Which sucks more: rolled edges or chipped?

Apr 7, 1999
Don't own any knives hardened enough so that the edge chips rather than rolls when slicing hard material (I'm not talking about denting blades on wire). I am guessing that it is harder to chip edges than it is to badly roll them, so I would rather have a brittle knife over a soft one. Someone told me that brittle stainless steel can't hold an edge because it chips too easily, but I am just a person who would rather have a blade snap than bend under use. Oh...I'm talking about pocket knives here, not monster bowies.
IMHO a rolled edge really sucks. All my life the bad blades are the ones that were too soft. The ones that were real hard were sharpened at a different angle to eliminate the chipping or were used for cutting flesh type material. I think that each knife can be sharpened at the angle that is best for it's intended use. A soft knife could be used for digging I guess. Ray Kirk
A rolled can be fixed. Chips are permanent. Although it's still possible to chop with a chipped blade, a rolled one would be more problematic.

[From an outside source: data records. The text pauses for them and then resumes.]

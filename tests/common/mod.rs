//! Shared test fixtures and utilities for integration tests.
//!
//! # Available Fixtures
//!
//! - `notes_vault`: a temporary directory laid out like a small notes vault
//!   with source files, markdown notes, a hidden directory and a
//!   `.gitignore`d build directory.
//!
//! [`TempWorkspace`] provides the underlying temp directory abstraction for
//! any test that needs filesystem isolation.

use rstest::fixture;
use std::path::{Path, PathBuf};
use tempfile::TempDir;

/// A temporary workspace directory for test isolation.
///
/// Provides basic filesystem operations within a temp directory that is
/// automatically cleaned up when dropped.
///
/// # Example
///
/// ```ignore
/// let workspace = TempWorkspace::new();
/// workspace.create_file("notes/todo.md", "- [ ] write tests");
/// assert!(workspace.path().join("notes/todo.md").exists());
/// ```
#[allow(dead_code)] // Methods used across different integration test crates
pub struct TempWorkspace {
    _temp: TempDir,
    root: PathBuf,
}

#[allow(dead_code)] // Methods used across different integration test crates
impl TempWorkspace {
    /// Creates a new empty temporary workspace.
    pub fn new() -> Self {
        let temp = TempDir::new().expect("Failed to create temp directory");
        let root = temp.path().to_path_buf();
        Self { _temp: temp, root }
    }

    /// Returns the root path of this workspace.
    pub fn path(&self) -> &Path {
        &self.root
    }

    /// Creates a file with the given content within this workspace.
    ///
    /// Parent directories are created automatically if they don't exist.
    ///
    /// # Panics
    /// Panics if file creation fails.
    pub fn create_file(&self, path: &str, content: &str) {
        let full_path = self.root.join(path);
        if let Some(parent) = full_path.parent() {
            std::fs::create_dir_all(parent).unwrap_or_else(|e| {
                panic!("Failed to create parent directory for '{}': {}", path, e)
            });
        }
        std::fs::write(&full_path, content)
            .unwrap_or_else(|e| panic!("Failed to write file '{}': {}", path, e));
    }

    /// Creates several empty files at once.
    pub fn create_files(&self, paths: &[&str]) {
        for path in paths {
            self.create_file(path, "");
        }
    }
}

/// Files created by the [`notes_vault`] fixture, excluding ignored and hidden ones.
#[allow(dead_code)]
pub const VAULT_VISIBLE_FILES: &[&str] = &[
    "daily/2024-01-01.md",
    "notes/meeting-notes.md",
    "notes/project-plan.md",
    "src/components/MyFirstComponent.jsx",
    "src/get_the_score.txt",
    "src/xaybzc.txt",
];

/// A small vault of notes and source files.
#[fixture]
pub fn notes_vault() -> TempWorkspace {
    let workspace = TempWorkspace::new();
    workspace.create_files(VAULT_VISIBLE_FILES);
    workspace.create_files(&[".obsidian/workspace-state.json", "build/MyFirstComponent.js"]);
    workspace.create_file(".gitignore", "build/\n");
    workspace
}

Get a Moran edge, it'll solve both problems. Holds an edge almost indefinately. But once dull, hard to resharpen.
Ideally, knives should be hard enough to resist rolling under the stresses of regular use and to indent rather than chip under heavier use. This is not always an easy thing to achieve and sometimes not possible so you have to make a choice and thus limit the use of your knife.

I can't think of a time that I would want an edge to chip rather than roll. Of course you want the edge to do neither up to the maximum stresses in your applications. If you get a tough yet ductile steel it will keep is edge straight through working stresses and roll on over stresses. After the overstress you use a steel or a hammer to reallign the edge. In a butcher shop you want a ductile edge that you can steel several times an hour. That keeps an edge that cuts meat efficiently all day long. If the edge chipped you would need to take a long time to reprofile it every time you hit a heavy bone. If the knife was just plain too hard you would need to spend significant time to rehone it during the day or work with it at less than its sharpest. If you use a diamond "steel" you can keep a hard blade continously sharp, but you wear it out fast (requiring frequent reprofiling). Edges that roll are more economical of time and steel. (Just make sure that they don't roll at too low a pressure).